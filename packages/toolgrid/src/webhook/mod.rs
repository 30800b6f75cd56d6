use std::sync::{
    atomic::{AtomicU64, Ordering},
    Arc,
};
use std::time::Duration;

use chrono::{DateTime, Utc};
use hmac::{Hmac, Mac};
use sha2::Sha256;
use thiserror::Error;
use tokio::sync::mpsc;
use tracing::instrument;

use toolgrid_types::{
    DeliveryId, DeliveryStatus, SubscriptionId, WebhookDelivery, WebhookSubscription,
};

use crate::events::EventBus;
use crate::storage::webhooks::WebhookStore;
use crate::storage::StorageError;
use utils::context::AppContext;
use utils::telemetry::WebhookMetrics;

const QUEUE_SIZE: usize = 512;
const RESPONSE_BODY_LIMIT: usize = 1000;

#[derive(Error, Debug)]
pub enum WebhookError {
    #[error("Subscription not found: {0}")]
    NotFound(SubscriptionId),
    #[error("storage: {0}")]
    Storage(#[from] StorageError),
}

#[derive(Debug, Clone)]
struct QueuedEvent {
    kind: String,
    payload: serde_json::Value,
    server_id: Option<toolgrid_types::ServerId>,
    timestamp: DateTime<Utc>,
}

/// Reliable HTTP fan-out of bus events to subscribed URLs. Every
/// matching event becomes a persisted delivery row that ends in
/// `success` or `failed` within `retry_count + 1` attempts; nothing is
/// silently lost.
#[derive(Clone)]
pub struct WebhookService {
    store: WebhookStore,
    client: reqwest::Client,
    queue_tx: mpsc::Sender<QueuedEvent>,
    in_flight: Arc<AtomicU64>,
    metrics: WebhookMetrics,
}

impl WebhookService {
    pub fn new(store: WebhookStore, metrics: WebhookMetrics) -> (Self, WebhookWorker) {
        let (queue_tx, queue_rx) = mpsc::channel(QUEUE_SIZE);
        let service = Self {
            store,
            client: reqwest::Client::new(),
            queue_tx,
            in_flight: Arc::new(AtomicU64::new(0)),
            metrics,
        };
        let worker = WebhookWorker {
            service: service.clone(),
            queue_rx,
        };
        (service, worker)
    }

    /// Subscribes to every bus event. The queue is bounded: when it is
    /// full the event is handed to a waiter task that enqueues as soon
    /// as the worker catches up, back-pressuring instead of dropping.
    pub fn attach(&self, bus: &EventBus) {
        let queue_tx = self.queue_tx.clone();
        bus.subscribe(move |event| {
            let queued = QueuedEvent {
                kind: event.kind().to_string(),
                payload: event.payload(),
                server_id: event.server_id().cloned(),
                timestamp: Utc::now(),
            };
            match queue_tx.try_send(queued) {
                Ok(()) => {}
                Err(mpsc::error::TrySendError::Full(queued)) => {
                    tracing::warn!(kind = %queued.kind, "webhook queue full, deferring event");
                    let queue_tx = queue_tx.clone();
                    tokio::spawn(async move {
                        if queue_tx.send(queued).await.is_err() {
                            tracing::error!("webhook queue closed while deferring event");
                        }
                    });
                }
                Err(mpsc::error::TrySendError::Closed(queued)) => {
                    tracing::error!(kind = %queued.kind, "webhook worker stopped, event dropped");
                }
            }
        });
    }

    // subscription CRUD

    pub fn create_subscription(&self, sub: &WebhookSubscription) -> Result<(), WebhookError> {
        self.store.insert_subscription(sub)?;
        Ok(())
    }

    pub fn update_subscription(&self, sub: &WebhookSubscription) -> Result<(), WebhookError> {
        self.store.update_subscription(sub)?;
        Ok(())
    }

    pub fn delete_subscription(&self, id: &SubscriptionId) -> Result<bool, WebhookError> {
        Ok(self.store.delete_subscription(id)?)
    }

    pub fn get_subscription(
        &self,
        id: &SubscriptionId,
    ) -> Result<Option<WebhookSubscription>, WebhookError> {
        Ok(self.store.get_subscription(id)?)
    }

    pub fn list_subscriptions(&self) -> Result<Vec<WebhookSubscription>, WebhookError> {
        Ok(self.store.list_subscriptions()?)
    }

    pub fn get_deliveries(
        &self,
        subscription_id: Option<&SubscriptionId>,
        limit: u32,
        offset: u32,
    ) -> Result<Vec<WebhookDelivery>, WebhookError> {
        Ok(self.store.list_deliveries(subscription_id, limit, offset)?)
    }

    pub fn get_stats(&self) -> Result<toolgrid_types::DeliveryStats, WebhookError> {
        Ok(self.store.delivery_stats()?)
    }

    /// Synchronous single attempt bypassing the queue and retry policy.
    #[instrument(level = "debug", skip(self), fields(subsys = "Webhook"))]
    pub async fn test_delivery(
        &self,
        id: &SubscriptionId,
    ) -> Result<WebhookDelivery, WebhookError> {
        let sub = self
            .store
            .get_subscription(id)?
            .ok_or_else(|| WebhookError::NotFound(id.clone()))?;

        let event = QueuedEvent {
            kind: "webhook.test".to_string(),
            payload: serde_json::json!({"test": true}),
            server_id: None,
            timestamp: Utc::now(),
        };

        let mut delivery = new_delivery(&sub, &event);
        self.store.insert_delivery(&delivery)?;

        let outcome = self.attempt(&sub, &event, &delivery.id).await;
        apply_outcome(&mut delivery, 1, outcome);
        if delivery.status == DeliveryStatus::Pending {
            delivery.status = DeliveryStatus::Failed;
        }
        self.metrics
            .increment_total_deliveries(delivery.status.as_str());
        self.store.update_delivery(&delivery)?;
        Ok(delivery)
    }

    /// Waits for in-flight deliveries to land, then drops the queue.
    pub async fn stop(&self, drain_timeout: Duration) {
        let deadline = tokio::time::Instant::now() + drain_timeout;
        while self.in_flight.load(Ordering::SeqCst) > 0 {
            if tokio::time::Instant::now() >= deadline {
                tracing::warn!(
                    remaining = self.in_flight.load(Ordering::SeqCst),
                    "webhook drain timed out"
                );
                break;
            }
            tokio::time::sleep(Duration::from_millis(20)).await;
        }
    }

    fn matching_subscriptions(&self, event: &QueuedEvent) -> Vec<WebhookSubscription> {
        match self.store.enabled_subscriptions() {
            Ok(subs) => subs
                .into_iter()
                .filter(|sub| sub.events.iter().any(|kind| kind == &event.kind))
                .filter(|sub| {
                    // empty filter = match all servers
                    sub.server_filter.is_empty()
                        || event
                            .server_id
                            .as_ref()
                            .is_some_and(|id| sub.server_filter.contains(id))
                })
                .collect(),
            Err(err) => {
                tracing::error!(?err, "failed to load subscriptions");
                Vec::new()
            }
        }
    }

    /// Full delivery: pending row, then attempts with exponential delay
    /// `retry_delay_ms * 2^attempt` until 2xx or exhaustion.
    #[instrument(level = "debug", skip_all, fields(subsys = "Webhook", url = %sub.url, event = %event.kind))]
    async fn deliver(&self, sub: WebhookSubscription, event: QueuedEvent) {
        let mut delivery = new_delivery(&sub, &event);
        if let Err(err) = self.store.insert_delivery(&delivery) {
            tracing::error!(?err, "failed to persist delivery row");
            self.metrics.increment_total_errors();
            return;
        }

        let max_attempts = sub.retry_count + 1;
        for attempt in 1..=max_attempts {
            let outcome = self.attempt(&sub, &event, &delivery.id).await;
            let success = outcome.success;
            apply_outcome(&mut delivery, attempt, outcome);

            if success || attempt == max_attempts {
                if !success {
                    delivery.status = DeliveryStatus::Failed;
                }
                break;
            }

            let delay = sub.retry_delay_ms.saturating_mul(1 << attempt);
            tokio::time::sleep(Duration::from_millis(delay)).await;
        }

        self.metrics
            .increment_total_deliveries(delivery.status.as_str());
        if delivery.status == DeliveryStatus::Failed {
            self.metrics.increment_total_errors();
        }

        if let Err(err) = self.store.update_delivery(&delivery) {
            tracing::error!(?err, "failed to update delivery row");
        }
    }

    async fn attempt(
        &self,
        sub: &WebhookSubscription,
        event: &QueuedEvent,
        delivery_id: &DeliveryId,
    ) -> AttemptOutcome {
        let body = serde_json::json!({
            "event": event.kind,
            "timestamp": event.timestamp,
            "data": event.payload,
        })
        .to_string();

        let mut request = self
            .client
            .post(&sub.url)
            .header("Content-Type", "application/json")
            .header("X-Event-Type", &event.kind)
            .header("X-Delivery-Id", delivery_id.as_ref())
            .timeout(Duration::from_millis(sub.timeout_ms))
            .body(body.clone());

        if let Some(secret) = &sub.secret {
            request = request.header("X-Signature", format!("sha256={}", sign(secret, &body)));
        }

        match request.send().await {
            Ok(response) => {
                let status = response.status().as_u16();
                let text = response.text().await.unwrap_or_default();
                let truncated: String = text.chars().take(RESPONSE_BODY_LIMIT).collect();
                AttemptOutcome {
                    success: (200..300).contains(&status),
                    status_code: Some(status),
                    response_body: Some(truncated),
                    error: None,
                }
            }
            Err(err) => AttemptOutcome {
                success: false,
                status_code: None,
                response_body: None,
                error: Some(err.to_string()),
            },
        }
    }
}

/// Owns the queue receiver; `start` moves it onto the runtime.
pub struct WebhookWorker {
    service: WebhookService,
    queue_rx: mpsc::Receiver<QueuedEvent>,
}

impl WebhookWorker {
    #[instrument(level = "debug", skip_all, fields(subsys = "Webhook"))]
    pub fn start(self, ctx: &AppContext) {
        let WebhookWorker {
            service,
            mut queue_rx,
        } = self;
        let mut kill_receiver = ctx.get_kill_receiver();

        ctx.rt.spawn(async move {
            loop {
                tokio::select! {
                    _ = kill_receiver.recv() => {
                        tracing::debug!("webhook worker shutting down");
                        service.stop(Duration::from_secs(5)).await;
                        break;
                    }
                    event = queue_rx.recv() => {
                        let Some(event) = event else {
                            tracing::debug!("webhook queue closed");
                            break;
                        };
                        for sub in service.matching_subscriptions(&event) {
                            let service = service.clone();
                            let event = event.clone();
                            service.in_flight.fetch_add(1, Ordering::SeqCst);
                            tokio::spawn(async move {
                                service.deliver(sub, event).await;
                                service.in_flight.fetch_sub(1, Ordering::SeqCst);
                            });
                        }
                    }
                }
            }
        });
    }
}

struct AttemptOutcome {
    success: bool,
    status_code: Option<u16>,
    response_body: Option<String>,
    error: Option<String>,
}

fn new_delivery(sub: &WebhookSubscription, event: &QueuedEvent) -> WebhookDelivery {
    WebhookDelivery {
        id: DeliveryId::generate(),
        subscription_id: sub.id.clone(),
        event: event.kind.clone(),
        payload: event.payload.clone(),
        status: DeliveryStatus::Pending,
        status_code: None,
        response_body: None,
        error: None,
        attempt: 0,
        created_at: Utc::now(),
    }
}

fn apply_outcome(delivery: &mut WebhookDelivery, attempt: u32, outcome: AttemptOutcome) {
    delivery.attempt = attempt;
    delivery.status_code = outcome.status_code;
    delivery.response_body = outcome.response_body;
    delivery.error = outcome.error;
    delivery.status = if outcome.success {
        DeliveryStatus::Success
    } else {
        DeliveryStatus::Pending
    };
}

/// `X-Signature: sha256=<hex hmac>` over the exact body bytes.
pub fn sign(secret: &str, body: &str) -> String {
    let mut mac =
        Hmac::<Sha256>::new_from_slice(secret.as_bytes()).expect("hmac accepts any key length");
    mac.update(body.as_bytes());
    const_hex::encode(mac.finalize().into_bytes())
}

#[cfg(test)]
mod tests {
    use super::*;

    #[test]
    fn signature_is_stable_hex() {
        let sig = sign("shh", r#"{"event":"server.connected"}"#);
        assert_eq!(sig.len(), 64);
        assert!(sig.chars().all(|c| c.is_ascii_hexdigit()));
        // deterministic for the same key and body
        assert_eq!(sig, sign("shh", r#"{"event":"server.connected"}"#));
        // key changes the signature
        assert_ne!(sig, sign("other", r#"{"event":"server.connected"}"#));
    }
}
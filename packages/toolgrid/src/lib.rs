#![allow(clippy::uninlined_format_args)]
#![allow(clippy::type_complexity)]

pub mod admission;
pub mod args;
pub mod budget;
pub mod config;
pub mod events;
pub mod gateway; // where we have the high-level composition root
pub mod health;
pub mod http;
pub mod pool;
pub mod registry;
pub mod router;
pub mod storage;
pub mod webhook;
pub mod workflow;

use std::sync::Arc;

use config::Config;
use gateway::Gateway;
use health::HealthChecker;
use utils::context::AppContext;
use webhook::WebhookWorker;

/// Entry point to start up the whole server
/// Called from main and end-to-end tests
pub fn run_server(
    ctx: AppContext,
    config: Config,
    gateway: Arc<Gateway>,
    webhook_worker: WebhookWorker,
) {
    let _ = ctrlc::set_handler({
        let ctx = ctx.clone();
        move || {
            ctx.kill();
        }
    });

    // background subsystems share the runtime and the kill switch
    webhook_worker.start(&ctx);

    HealthChecker::new(
        gateway.pool.clone(),
        gateway.server_store.clone(),
        gateway.breakers.clone(),
        gateway.health_status.clone(),
    )
    .start(&ctx);

    // bring persisted servers back online before accepting traffic
    ctx.rt.block_on({
        let gateway = gateway.clone();
        async move {
            gateway.autoconnect().await;
        }
    });

    // the http server owns the calling thread until shutdown
    http::server::start(ctx.clone(), config, gateway.clone()).unwrap();

    // drain upstream connections after the listener stops
    ctx.rt.block_on(async move {
        gateway.pool.disconnect_all().await;
    });
}

// the test version of init_tracing does not take a config
// since config itself is tested and modified from different parallel tests
// therefore, this only uses the default tracing settings
// it's not gated out because it is used in integration tests as well
pub fn init_tracing_tests() {
    use std::sync::LazyLock;

    // ensure we only initialize once across parallel test threads
    static INIT: LazyLock<std::sync::Mutex<bool>> = LazyLock::new(|| std::sync::Mutex::new(false));

    let mut init = INIT.lock().unwrap();

    if !*init {
        *init = true;

        tracing_subscriber::fmt::init();
        tracing::debug!("Tracing initialized for tests");
    }
}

_ _ _

Your assignment: Go to the line with "-> Result<WebhookDelivery, WebhookError>" in the entries above and repeat every line from there through the line with "let event = QueuedEvent", exactly and with no other text.

Written answer:
    ) -> Result<WebhookDelivery, WebhookError> {
        let sub = self
            .store
            .get_subscription(id)?
            .ok_or_else(|| WebhookError::NotFound(id.clone()))?;

        let event = QueuedEvent {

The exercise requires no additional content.